*** Extracted records Section Begins ***

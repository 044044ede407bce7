use std::fmt;

pub const FREELANCER_DETAIL: &str = "freelancer_detail";
pub const BUSINESS_DETAIL: &str = "business_detail";
pub const FREELANCER_FIELDS: &str = "freelancer_fields";
pub const BUSINESS_REPRESENTATIVE: &str = "business_representative";

/// Path pattern with a single `{id}` placeholder.
#[derive(Clone, Copy, Debug, PartialEq, Eq)]
pub struct EndpointTemplate(&'static str);

impl EndpointTemplate {
    pub const fn new(pattern: &'static str) -> Self {
        Self(pattern)
    }

    pub fn pattern(&self) -> &'static str {
        self.0
    }

    pub fn expand(&self, id: &str) -> String {
        self.0.replace("{id}", id)
    }
}

impl fmt::Display for EndpointTemplate {
    fn fmt(&self, f: &mut fmt::Formatter<'_>) -> fmt::Result {
        f.write_str(self.0)
    }
}

/// How a secondary record is folded into its primary record when rendered.
#[derive(Clone, Copy, Debug, PartialEq, Eq)]
pub enum MergeStrategy {
    /// Copy the secondary object's fields next to the primary's; the primary
    /// keeps its own value on conflicting keys.
    Flatten,
    /// Store the whole secondary value under one field.
    Nest(&'static str),
}

#[derive(Clone, Copy, Debug, PartialEq, Eq)]
pub struct SecondarySource {
    pub name: &'static str,
    pub template: EndpointTemplate,
    pub strategy: MergeStrategy,
}

impl SecondarySource {
    pub const fn flatten(name: &'static str, pattern: &'static str) -> Self {
        Self {
            name,
            template: EndpointTemplate::new(pattern),
            strategy: MergeStrategy::Flatten,
        }
    }

    pub const fn nested(name: &'static str, pattern: &'static str, field: &'static str) -> Self {
        Self {
            name,
            template: EndpointTemplate::new(pattern),
            strategy: MergeStrategy::Nest(field),
        }
    }
}

pub const FREELANCER_DETAIL_SOURCE: SecondarySource =
    SecondarySource::flatten(FREELANCER_DETAIL, "/influ/get-influ-by-userId/{id}");
pub const BUSINESS_DETAIL_SOURCE: SecondarySource =
    SecondarySource::flatten(BUSINESS_DETAIL, "/business/get-business-by-user-id/{id}");
pub const FREELANCER_FIELDS_SOURCE: SecondarySource =
    SecondarySource::nested(FREELANCER_FIELDS, "/field/get-all-field-of-influ/{id}", "fields");
pub const BUSINESS_REPRESENTATIVE_SOURCE: SecondarySource = SecondarySource::nested(
    BUSINESS_REPRESENTATIVE,
    "/business/{id}/representative",
    "representative",
);

pub const FREELANCER_LABELS: &[&str] = &["freelancer", "influencer", "influ"];
pub const BUSINESS_LABELS: &[&str] = &["business", "doanh nghiệp", "doanh nghiep"];

/// Static dispatch from a discriminator label to the secondary source that
/// enriches records carrying it.
#[derive(Clone, Debug, Default)]
pub struct SourceTable {
    entries: Vec<(Vec<String>, SecondarySource)>,
}

impl SourceTable {
    pub fn new() -> Self {
        Self::default()
    }

    /// Freelancer and business profile detail, the table every
    /// role-dispatched view uses.
    pub fn marketplace() -> Self {
        Self::new()
            .with_source(FREELANCER_LABELS, FREELANCER_DETAIL_SOURCE)
            .with_source(BUSINESS_LABELS, BUSINESS_DETAIL_SOURCE)
    }

    pub fn with_source(mut self, labels: &[&str], source: SecondarySource) -> Self {
        let labels = labels.iter().map(|label| normalize(label)).collect();
        self.entries.push((labels, source));
        self
    }

    pub fn resolve(&self, discriminator: &str) -> Option<&SecondarySource> {
        let key = normalize(discriminator);
        if key.is_empty() {
            return None;
        }
        self.entries
            .iter()
            .find(|(labels, _)| labels.iter().any(|label| *label == key))
            .map(|(_, source)| source)
    }

    pub fn resolve_secondary_source(&self, discriminator: &str) -> Option<EndpointTemplate> {
        self.resolve(discriminator).map(|source| source.template)
    }

    pub fn sources(&self) -> impl Iterator<Item = &SecondarySource> {
        self.entries.iter().map(|(_, source)| source)
    }

    pub fn is_empty(&self) -> bool {
        self.entries.is_empty()
    }
}

fn normalize(label: &str) -> String {
    label.trim().to_lowercase()
}
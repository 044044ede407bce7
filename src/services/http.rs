use crate::services::{AdminError, BackendResponse, BackendService, Method, ServiceResult};
use async_trait::async_trait;
use reqwest::header::{HeaderMap, HeaderValue, ACCEPT, AUTHORIZATION};
use serde_json::Value;
use std::time::Duration;
use tracing::{debug, instrument};

/// reqwest-backed client for the marketplace REST API.
#[derive(Clone)]
pub struct HttpBackend {
    base_url: String,
    client: reqwest::Client,
}

impl HttpBackend {
    pub fn new(base_url: &str, timeout: Duration) -> ServiceResult<Self> {
        let client = reqwest::Client::builder()
            .timeout(timeout)
            .build()
            .map_err(|e| AdminError::Transport(format!("http client setup failed: {e}")))?;
        Ok(Self {
            base_url: base_url.trim().trim_end_matches('/').to_string(),
            client,
        })
    }

    pub fn base_url(&self) -> &str {
        &self.base_url
    }

    fn url(&self, path: &str) -> String {
        format!("{}/{}", self.base_url, path.trim_start_matches('/'))
    }

    fn auth_headers(token: &str) -> ServiceResult<HeaderMap> {
        let mut headers = HeaderMap::new();
        headers.insert(ACCEPT, HeaderValue::from_static("application/json"));
        if !token.trim().is_empty() {
            let value = HeaderValue::from_str(&format!("Bearer {}", token.trim()))
                .map_err(|e| AdminError::Transport(format!("invalid auth header: {e}")))?;
            headers.insert(AUTHORIZATION, value);
        }
        Ok(headers)
    }
}

#[async_trait]
impl BackendService for HttpBackend {
    #[instrument(name = "backend_send", skip(self, token))]
    async fn send(
        &self,
        method: Method,
        path: &str,
        token: &str,
    ) -> ServiceResult<BackendResponse> {
        let url = self.url(path);
        let request = match method {
            Method::Get => self.client.get(&url),
            Method::Put => self.client.put(&url),
            Method::Post => self.client.post(&url),
        };
        let response = request
            .headers(Self::auth_headers(token)?)
            .send()
            .await
            .map_err(|e| AdminError::Transport(format!("{method} {url}: {e}")))?;
        let status = response.status().as_u16();
        let text = response
            .text()
            .await
            .map_err(|e| AdminError::Transport(format!("read body failed: {e}")))?;
        debug!(status, bytes = text.len(), "backend answered");

        let body = if text.trim().is_empty() {
            Value::Null
        } else {
            match serde_json::from_str(&text) {
                Ok(body) => body,
                Err(e) if (200..300).contains(&status) => {
                    return Err(AdminError::Transport(format!("parse failed: {e}")));
                }
                Err(_) => Value::String(text),
            }
        };
        Ok(BackendResponse { status, body })
    }
}
use serde_json::Value;
use std::collections::{HashMap, HashSet};

/// Secondary records of one source, keyed by the owning primary id.
#[derive(Clone, Debug, Default)]
pub struct MergeTable {
    entries: HashMap<String, Value>,
}

impl MergeTable {
    pub fn new() -> Self {
        Self::default()
    }

    /// Upsert; a second write for the same id replaces the first.
    pub fn merge_into(&mut self, id: &str, record: Value) {
        self.entries.insert(id.to_string(), record);
    }

    pub fn get(&self, id: &str) -> Option<&Value> {
        self.entries.get(id)
    }

    pub fn contains(&self, id: &str) -> bool {
        self.entries.contains_key(id)
    }

    pub fn remove(&mut self, id: &str) -> Option<Value> {
        self.entries.remove(id)
    }

    /// Drops entries whose id is no longer listed.
    pub fn retain_ids(&mut self, live: &HashSet<String>) {
        self.entries.retain(|id, _| live.contains(id));
    }

    pub fn len(&self) -> usize {
        self.entries.len()
    }

    pub fn is_empty(&self) -> bool {
        self.entries.is_empty()
    }
}
use serde_json::Value;

/// First non-blank string among `fields`.
pub fn display_name<'a>(record: &'a Value, fields: &[&str]) -> Option<&'a str> {
    fields
        .iter()
        .filter_map(|field| record.get(*field).and_then(Value::as_str))
        .map(str::trim)
        .find(|name| !name.is_empty())
}

pub fn matches_query(name: &str, query: &str) -> bool {
    name.to_lowercase().contains(&query.trim().to_lowercase())
}

/// Case-insensitive substring filter on the display name, keeping order.
/// A blank query keeps everything; records without a name never match a
/// non-blank query.
pub fn filter_by_display_name(records: &[Value], fields: &[&str], query: &str) -> Vec<Value> {
    if query.trim().is_empty() {
        return records.to_vec();
    }
    records
        .iter()
        .filter(|record| {
            display_name(record, fields).is_some_and(|name| matches_query(name, query))
        })
        .cloned()
        .collect()
}

#[cfg(test)]
mod tests {
    use super::*;
    use serde_json::json;

    #[test]
    fn substring_match_keeps_order_and_ignores_case() {
        let records = vec![
            json!({ "_id": "1", "name": "ABCorp" }),
            json!({ "_id": "2", "name": "Zeta" }),
            json!({ "_id": "3", "fullName": "the abc shop" }),
            json!({ "_id": "4" }),
            json!({ "_id": "5", "name": "xaBcx" }),
        ];
        let found = filter_by_display_name(&records, &["name", "fullName"], "abc");
        let ids: Vec<_> = found.iter().map(|r| r["_id"].as_str().unwrap()).collect();
        assert_eq!(ids, vec!["1", "3", "5"]);
    }

    #[test]
    fn blank_query_returns_everything() {
        let records = vec![json!({ "_id": "1" }), json!({ "_id": "2", "name": "b" })];
        assert_eq!(filter_by_display_name(&records, &["name"], "  ").len(), 2);
    }

    #[test]
    fn display_name_skips_blank_fields() {
        let record = json!({ "name": "  ", "email": "a@b.c" });
        assert_eq!(display_name(&record, &["name", "email"]), Some("a@b.c"));
    }
}
use crate::confirm::Confirm;
use crate::errors::report_error;
use crate::pipeline::{
    EnrichReport, EnrichmentPipeline, MutationOutcome, MutationRequest, PipelineConfig,
};
use crate::services::{AdminError, BackendService, Method, Record, ServiceResult, ViewContext};
use crate::session::SessionStore;
use crate::views::{load_into, mutate_into, render_into, FanOut, ViewKind};
use serde_json::Value;

pub const STATUS_PENDING: &str = "PENDING";
pub const STATUS_SUCCESS: &str = "SUCCESS";
pub const STATUS_CANCELLED: &str = "CANCELLED";

pub fn transaction_config() -> PipelineConfig {
    PipelineConfig::new("/transaction/all")
        .with_display_name_fields(&["userName", "fullName", "email"])
}

fn status_of(record: &Record) -> Option<&str> {
    record.get("status").and_then(Value::as_str)
}

fn is_status(record: &Record, status: &str) -> bool {
    status_of(record).is_some_and(|s| s.eq_ignore_ascii_case(status))
}

/// Membership payments. Only pending transactions can be settled.
pub struct TransactionLedger<B: BackendService> {
    pipeline: EnrichmentPipeline<B>,
}

impl<B: BackendService> TransactionLedger<B> {
    pub fn new(backend: B) -> Self {
        Self {
            pipeline: EnrichmentPipeline::new(backend, transaction_config()),
        }
    }

    pub fn pipeline(&self) -> &EnrichmentPipeline<B> {
        &self.pipeline
    }

    pub async fn load(
        &mut self,
        ctx: &mut ViewContext,
        session: &dyn SessionStore,
    ) -> ServiceResult<EnrichReport> {
        load_into(
            &mut self.pipeline,
            ctx,
            session,
            ViewKind::Transactions,
            FanOut::Barrier,
        )
        .await
    }

    pub fn render(&self, ctx: &mut ViewContext, query: &str) {
        render_into(&self.pipeline, ctx, ViewKind::Transactions, query);
    }

    pub fn pending_count(&self) -> usize {
        self.pipeline
            .records()
            .iter()
            .filter(|record| is_status(record, STATUS_PENDING))
            .count()
    }

    pub fn settled_amount(&self) -> f64 {
        self.pipeline
            .records()
            .iter()
            .filter(|record| is_status(record, STATUS_SUCCESS))
            .filter_map(|record| record.get("amount").and_then(Value::as_f64))
            .fold(0.0, |total, amount| total + amount)
    }

    pub async fn approve(
        &mut self,
        ctx: &mut ViewContext,
        session: &dyn SessionStore,
        confirm: &dyn Confirm,
        id: &str,
    ) -> ServiceResult<MutationOutcome> {
        self.settle(ctx, session, confirm, id, true).await
    }

    pub async fn cancel(
        &mut self,
        ctx: &mut ViewContext,
        session: &dyn SessionStore,
        confirm: &dyn Confirm,
        id: &str,
    ) -> ServiceResult<MutationOutcome> {
        self.settle(ctx, session, confirm, id, false).await
    }

    async fn settle(
        &mut self,
        ctx: &mut ViewContext,
        session: &dyn SessionStore,
        confirm: &dyn Confirm,
        id: &str,
        approve: bool,
    ) -> ServiceResult<MutationOutcome> {
        let Some(record) = self.pipeline.record(id) else {
            return report_error(ctx, AdminError::NotFound(format!("transaction {id}")));
        };
        if !is_status(record, STATUS_PENDING) {
            let status = status_of(record).unwrap_or("unknown").to_string();
            return report_error(
                ctx,
                AdminError::Validation(format!("transaction {id} is {status}, not pending")),
            );
        }

        let (action, status, prompt) = if approve {
            ("approve", STATUS_SUCCESS, format!("Approve payment {id}?"))
        } else {
            ("cancel", STATUS_CANCELLED, format!("Cancel payment {id}?"))
        };
        let mut patch = Record::new();
        patch.insert("status".into(), Value::String(status.into()));
        let request = MutationRequest {
            id: id.to_string(),
            method: Method::Post,
            path: format!("/transaction/{action}/{id}"),
            prompt,
            patch,
        };
        mutate_into(
            &mut self.pipeline,
            ctx,
            session,
            confirm,
            ViewKind::Transactions,
            action,
            request,
        )
        .await
    }
}

#[cfg(test)]
mod tests {
    use super::*;
    use crate::confirm::Confirmation;
    use crate::services::InMemoryBackend;
    use crate::session::MemorySession;

    async fn loaded() -> (InMemoryBackend, TransactionLedger<InMemoryBackend>, ViewContext) {
        let backend = InMemoryBackend::new_with_sample();
        let mut ctx = ViewContext::default();
        let mut ledger = TransactionLedger::new(backend.clone());
        ledger
            .load(&mut ctx, &MemorySession::with_token("jwt"))
            .await
            .unwrap();
        (backend, ledger, ctx)
    }

    #[tokio::test]
    async fn approve_marks_success_and_keeps_row() {
        let (backend, mut ledger, mut ctx) = loaded().await;
        assert_eq!(ledger.pending_count(), 1);
        assert_eq!(ledger.settled_amount(), 499000.0);

        ledger
            .approve(
                &mut ctx,
                &MemorySession::with_token("jwt"),
                &Confirmation::Accepted,
                "t-1",
            )
            .await
            .unwrap();
        assert_eq!(ledger.pipeline().len(), 2);
        assert_eq!(ledger.pipeline().record("t-1").unwrap()["status"], "SUCCESS");
        assert_eq!(ledger.pending_count(), 0);
        assert_eq!(ledger.settled_amount(), 698000.0);
        assert_eq!(backend.request_count(Method::Post, "/transaction/approve/t-1"), 1);
    }

    #[test]
    fn empty_ledger_settles_to_positive_zero() {
        let ledger = TransactionLedger::new(InMemoryBackend::new());
        let amount = ledger.settled_amount();
        assert_eq!(amount, 0.0);
        assert!(amount.is_sign_positive());
        assert_eq!(serde_json::to_string(&amount).unwrap(), "0.0");
    }

    #[tokio::test]
    async fn settled_transactions_cannot_be_cancelled() {
        let (backend, mut ledger, mut ctx) = loaded().await;
        let err = ledger
            .cancel(
                &mut ctx,
                &MemorySession::with_token("jwt"),
                &Confirmation::Accepted,
                "t-2",
            )
            .await
            .unwrap_err();
        assert!(matches!(err, AdminError::Validation(_)));
        assert_eq!(backend.request_count(Method::Post, "/transaction/cancel/t-2"), 0);
        assert!(ctx.has_errors());
    }

    #[tokio::test]
    async fn cancel_marks_cancelled() {
        let (_, mut ledger, mut ctx) = loaded().await;
        ledger
            .cancel(
                &mut ctx,
                &MemorySession::with_token("jwt"),
                &Confirmation::Accepted,
                "t-1",
            )
            .await
            .unwrap();
        let list = ctx.context.list("transaction_list");
        assert_eq!(list[0]["status"], "CANCELLED");
    }
}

*** Extracted records Section Ends ***

> **About this task**: Copy out every line of the data that includes the word "InMemoryBackend".

> **Worked solution**:
    use crate::services::InMemoryBackend;
    async fn loaded() -> (InMemoryBackend, TransactionLedger<InMemoryBackend>, ViewContext) {
        let backend = InMemoryBackend::new_with_sample();
        let ledger = TransactionLedger::new(InMemoryBackend::new());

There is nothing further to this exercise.